EXERCISE DESCRIPTION: Retype, word for word, every line from the one holding "pub fn as_str(&self)" through the one holding "pub const SMS_DATE_THRESHOLD: i64 = 5;" in the entries below, both included, and only those lines.

[Entries taken from a collection]
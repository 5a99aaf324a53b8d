// ABOUTME: Character sets a modem can be switched to with AT+CSCS
// ABOUTME: The selected set decides how names, numbers and USSD strings are encoded on the wire

use std::fmt;
use std::str::FromStr;

/// Terminal-equipment character set.
#[derive(Copy, Clone, Debug, PartialEq, Eq, Hash, Default)]
pub enum Charset {
    /// International reference alphabet (ITU-T T.50)
    #[default]
    Ira,
    /// GSM 03.38 default alphabet
    Gsm,
    /// 16-bit universal multiple-octet coded set, sent as hex
    Ucs2,
}

impl Charset {
    /// Preference order when choosing among the sets a modem supports.
    pub const PREFERENCE: [Charset; 3] = [Charset::Ucs2, Charset::Ira, Charset::Gsm];

    pub fn as_str(&self) -> &'static str {
        match self {
            Charset::Ira => "IRA",
            Charset::Gsm => "GSM",
            Charset::Ucs2 => "UCS2",
        }
    }
}

impl fmt::Display for Charset {
    fn fmt(&self, f: &mut fmt::Formatter<'_>) -> fmt::Result {
        f.write_str(self.as_str())
    }
}

impl FromStr for Charset {
    type Err = String;

    fn from_str(s: &str) -> Result<Self, Self::Err> {
        match s.trim().to_ascii_uppercase().as_str() {
            "IRA" => Ok(Charset::Ira),
            "GSM" => Ok(Charset::Gsm),
            "UCS2" => Ok(Charset::Ucs2),
            other => Err(format!("unsupported charset {}", other)),
        }
    }
}

#[cfg(test)]
mod tests {
    use super::*;

    #[test]
    fn test_charset_parse() {
        assert_eq!("ucs2".parse::<Charset>(), Ok(Charset::Ucs2));
        assert_eq!("IRA".parse::<Charset>(), Ok(Charset::Ira));
        assert!("8859-1".parse::<Charset>().is_err());
    }
}
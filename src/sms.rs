// ABOUTME: SMS message model: single fragments read from the SIM and assembled multipart messages
// ABOUTME: Holds logical and on-SIM indexes, concatenation data and delivery-report bookkeeping

use crate::error::ModemResult;
use crate::pdu::{Alphabet, DecodedPdu, PduKind, SubmitPdu, decode_pdu, encode_submit};
use chrono::{DateTime, FixedOffset};
use std::fmt;

/// Seconds two fragments of one message may differ in their timestamps.
pub const SMS_DATE_THRESHOLD: i64 = 5;

/// Storage status reported by `+CMGL`/`+CMGR`.
pub const STO_UNREAD: u32 = 0;
pub const STO_READ: u32 = 1;
pub const STO_UNSENT: u32 = 2;
pub const STO_SENT: u32 = 3;

#[derive(Clone, Debug, PartialEq, Eq)]
struct Fragment {
    seq: u8,
    text: String,
    data: Vec<u8>,
}

/// One SMS, possibly assembled from several fragments.
#[derive(Clone, PartialEq, Eq, Default)]
pub struct Message {
    pub number: String,
    /// Logical index assigned by the message layer
    pub index: Option<u32>,
    /// On-SIM slots holding the fragments, sorted
    pub real_indexes: Vec<u32>,
    /// Storage status, see the `STO_*` constants
    pub storage_status: Option<u32>,
    pub csca: Option<String>,
    pub datetime: Option<DateTime<FixedOffset>>,
    pub fmt: Alphabet,
    pub kind: PduKind,
    /// Concatenation reference, count and sequence; count 0 for single part
    pub reference: u16,
    pub cnt: u8,
    pub seq: u8,
    pub completed: bool,
    pub status_request: bool,
    /// Message references still waiting for a delivery report
    pub status_references: Vec<u32>,
    /// Reference reported in the `Delivered` signal
    pub status_reference: Option<u32>,
    /// TP-MR of a status report
    pub report_reference: Option<u32>,
    fragments: Vec<Fragment>,
}

impl Message {
    /// Outgoing message with complete text.
    pub fn new(number: impl Into<String>, text: impl Into<String>) -> Message {
        let text = text.into();
        Message {
            number: number.into(),
            fragments: vec![Fragment {
                seq: 0,
                data: text.as_bytes().to_vec(),
                text,
            }],
            completed: true,
            kind: PduKind::Submit,
            ..Default::default()
        }
    }

    pub fn with_csca(mut self, csca: Option<String>) -> Self {
        self.csca = csca.filter(|c| !c.is_empty());
        self
    }

    pub fn with_status_request(mut self, status_request: bool) -> Self {
        self.status_request = status_request;
        self
    }

    /// Build a single fragment from a PDU stored at `real_index`.
    pub fn from_pdu(hex: &str, real_index: Option<u32>, storage_status: Option<u32>) -> ModemResult<Message> {
        let pdu = decode_pdu(hex)?;
        Ok(Message::from_decoded(pdu, real_index, storage_status))
    }

    pub fn from_decoded(pdu: DecodedPdu, real_index: Option<u32>, storage_status: Option<u32>) -> Message {
        let (reference, cnt, seq) = pdu
            .udh
            .concat
            .map(|c| (c.reference, c.count, c.seq))
            .unwrap_or((0, 0, 0));
        // A "concatenated" message of one part is a plain message
        let (cnt, seq) = if cnt <= 1 { (0, 0) } else { (cnt, seq) };

        Message {
            number: pdu.number,
            index: real_index,
            real_indexes: real_index.into_iter().collect(),
            storage_status,
            csca: pdu.csca,
            datetime: pdu.datetime,
            fmt: pdu.alphabet,
            kind: pdu.kind,
            reference,
            cnt,
            seq,
            completed: cnt == 0,
            status_request: pdu.status_request,
            report_reference: pdu.reference.map(u32::from),
            fragments: vec![Fragment {
                seq,
                text: pdu.text,
                data: pdu.data,
            }],
            ..Default::default()
        }
    }

    pub fn is_multipart(&self) -> bool {
        self.cnt > 0
    }

    /// Whether the sequence number lies within `1..=cnt`.
    pub fn has_valid_seq(&self) -> bool {
        (1..=self.cnt).contains(&self.seq)
    }

    pub fn is_status_report(&self) -> bool {
        self.kind == PduKind::StatusReport
    }

    /// Fragments received so far.
    pub fn fragment_count(&self) -> usize {
        self.fragments.len()
    }

    /// Assembled text, fragments in sequence order.
    pub fn text(&self) -> String {
        self.sorted().map(|f| f.text.as_str()).collect()
    }

    /// Assembled raw user data, fragments in sequence order.
    pub fn data(&self) -> Vec<u8> {
        self.sorted().flat_map(|f| f.data.iter().copied()).collect()
    }

    fn sorted(&self) -> impl Iterator<Item = &Fragment> {
        let mut fragments: Vec<&Fragment> = self.fragments.iter().collect();
        fragments.sort_by_key(|f| f.seq);
        fragments.into_iter()
    }

    /// Whether `fragment` is another part of this (incomplete) message.
    pub fn accepts(&self, fragment: &Message) -> bool {
        if self.completed || !fragment.is_multipart() || !fragment.has_valid_seq() {
            return false;
        }
        if self.reference != fragment.reference || self.cnt != fragment.cnt {
            return false;
        }
        if let (Some(a), Some(b)) = (self.datetime, fragment.datetime) {
            if (a - b).num_seconds().abs() > SMS_DATE_THRESHOLD {
                return false;
            }
        }
        self.number == fragment.number && self.csca == fragment.csca
    }

    /// Absorb the fragments and slots of `fragment`. Returns whether the
    /// message is now complete, that is every sequence number from 1 to
    /// `cnt` is present. A repeated sequence number replaces the earlier
    /// copy; parts outside that range are ignored.
    pub fn append(&mut self, fragment: Message) -> bool {
        let cnt = self.cnt;
        for part in fragment.fragments {
            if !(1..=cnt).contains(&part.seq) {
                continue;
            }
            self.fragments.retain(|f| f.seq != part.seq);
            self.fragments.push(part);
        }
        self.real_indexes.extend(fragment.real_indexes);
        self.real_indexes.sort_unstable();
        self.real_indexes.dedup();
        self.completed = (1..=cnt).all(|seq| self.fragments.iter().any(|f| f.seq == seq));
        self.completed
    }

    /// Encode for sending (or storing, which drops the validity period).
    pub fn to_pdus(&self, reference: u8, store: bool) -> ModemResult<Vec<SubmitPdu>> {
        encode_submit(
            &self.number,
            &self.text(),
            self.csca.as_deref(),
            self.status_request,
            reference,
            store,
        )
    }

    /// Seconds since the epoch of the service-centre timestamp.
    pub fn timestamp(&self) -> Option<i64> {
        self.datetime.map(|dt| dt.timestamp())
    }
}

impl fmt::Debug for Message {
    fn fmt(&self, f: &mut fmt::Formatter<'_>) -> fmt::Result {
        f.debug_struct("Message")
            .field("number", &self.number)
            .field("index", &self.index)
            .field("real_indexes", &self.real_indexes)
            .field("csca", &self.csca)
            .field("datetime", &self.datetime)
            .field("reference", &self.reference)
            .field("count", &self.cnt)
            .field("sequence", &self.seq)
            .field("completed", &self.completed)
            .field("text", &self.text())
            .finish()
    }
}

#[cfg(test)]
mod tests {
    use super::*;
    use crate::pdu::Concat;
    use crate::pdu::encode_deliver_fixture as encode_deliver;

    const SENDER: &str = "+447700900123";
    const SMSC: &str = "+447785016005";

    fn part(seq: u8, text: &str, slot: u32, seconds: u8) -> Message {
        let concat = Concat { reference: 42, count: 3, seq };
        let hex = encode_deliver(SENDER, SMSC, text, Some(concat), seconds);
        Message::from_pdu(&hex, Some(slot), Some(STO_UNREAD)).unwrap()
    }

    #[test]
    fn test_single_part_is_complete() {
        let hex = encode_deliver(SENDER, SMSC, "hi there", None, 0);
        let sms = Message::from_pdu(&hex, Some(4), Some(STO_READ)).unwrap();
        assert!(sms.completed);
        assert!(!sms.is_multipart());
        assert_eq!(sms.text(), "hi there");
        assert_eq!(sms.real_indexes, vec![4]);
        assert_eq!(sms.csca.as_deref(), Some(SMSC));
    }

    #[test]
    fn test_fragments_assemble_in_sequence_order() {
        let mut sms = part(3, "space", 7, 0);
        assert!(!sms.completed);
        assert!(sms.accepts(&part(1, "Hello ", 2, 1)));
        assert!(!sms.append(part(1, "Hello ", 2, 1)));
        assert!(sms.append(part(2, "from ", 5, 2)));
        assert_eq!(sms.text(), "Hello from space");
        assert_eq!(sms.real_indexes, vec![2, 5, 7]);
        assert_eq!(sms.fragment_count(), 3);
    }

    #[test]
    fn test_rejects_foreign_fragments() {
        let sms = part(1, "Hello ", 1, 0);
        // too far apart in time
        assert!(!sms.accepts(&part(2, "from ", 2, 9)));

        let other_sender = Message {
            number: "+34600000000".to_string(),
            ..part(2, "from ", 2, 0)
        };
        assert!(!sms.accepts(&other_sender));

        let other_ref = Message {
            reference: 43,
            ..part(2, "from ", 2, 0)
        };
        assert!(!sms.accepts(&other_ref));
    }

    #[test]
    fn test_out_of_range_parts_never_complete() {
        let mut sms = part(1, "Hello ", 1, 0);
        assert!(!sms.accepts(&part(7, "bogus", 9, 0)));
        assert!(!sms.accepts(&part(0, "bogus", 9, 0)));
        assert!(!part(7, "bogus", 9, 0).has_valid_seq());

        assert!(!sms.append(part(2, "from ", 2, 0)));
        assert!(!sms.append(part(7, "bogus", 9, 0)));
        assert!(!sms.completed);
        assert_eq!(sms.fragment_count(), 2);
        assert!(sms.append(part(3, "space", 3, 0)));
        assert_eq!(sms.text(), "Hello from space");
    }

    #[test]
    fn test_outgoing_message() {
        let sms = Message::new("+3460712", "hello")
            .with_status_request(true)
            .with_csca(Some(String::new()));
        assert!(sms.completed);
        assert_eq!(sms.csca, None);
        let pdus = sms.to_pdus(0, false).unwrap();
        assert!(pdus[0].pdu.starts_with("0031"));
    }
}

REPLY TO THE EXERCISE:
    pub fn as_str(&self) -> &'static str {
        match self {
            Charset::Ira => "IRA",
            Charset::Gsm => "GSM",
            Charset::Ucs2 => "UCS2",
        }
    }
}

impl fmt::Display for Charset {
    fn fmt(&self, f: &mut fmt::Formatter<'_>) -> fmt::Result {
        f.write_str(self.as_str())
    }
}

impl FromStr for Charset {
    type Err = String;

    fn from_str(s: &str) -> Result<Self, Self::Err> {
        match s.trim().to_ascii_uppercase().as_str() {
            "IRA" => Ok(Charset::Ira),
            "GSM" => Ok(Charset::Gsm),
            "UCS2" => Ok(Charset::Ucs2),
            other => Err(format!("unsupported charset {}", other)),
        }
    }
}

#[cfg(test)]
mod tests {
    use super::*;

    #[test]
    fn test_charset_parse() {
        assert_eq!("ucs2".parse::<Charset>(), Ok(Charset::Ucs2));
        assert_eq!("IRA".parse::<Charset>(), Ok(Charset::Ira));
        assert!("8859-1".parse::<Charset>().is_err());
    }
}
filename src/sms.rs
// ABOUTME: SMS message model: single fragments read from the SIM and assembled multipart messages
// ABOUTME: Holds logical and on-SIM indexes, concatenation data and delivery-report bookkeeping

use crate::error::ModemResult;
use crate::pdu::{Alphabet, DecodedPdu, PduKind, SubmitPdu, decode_pdu, encode_submit};
use chrono::{DateTime, FixedOffset};
use std::fmt;

/// Seconds two fragments of one message may differ in their timestamps.
pub const SMS_DATE_THRESHOLD: i64 = 5;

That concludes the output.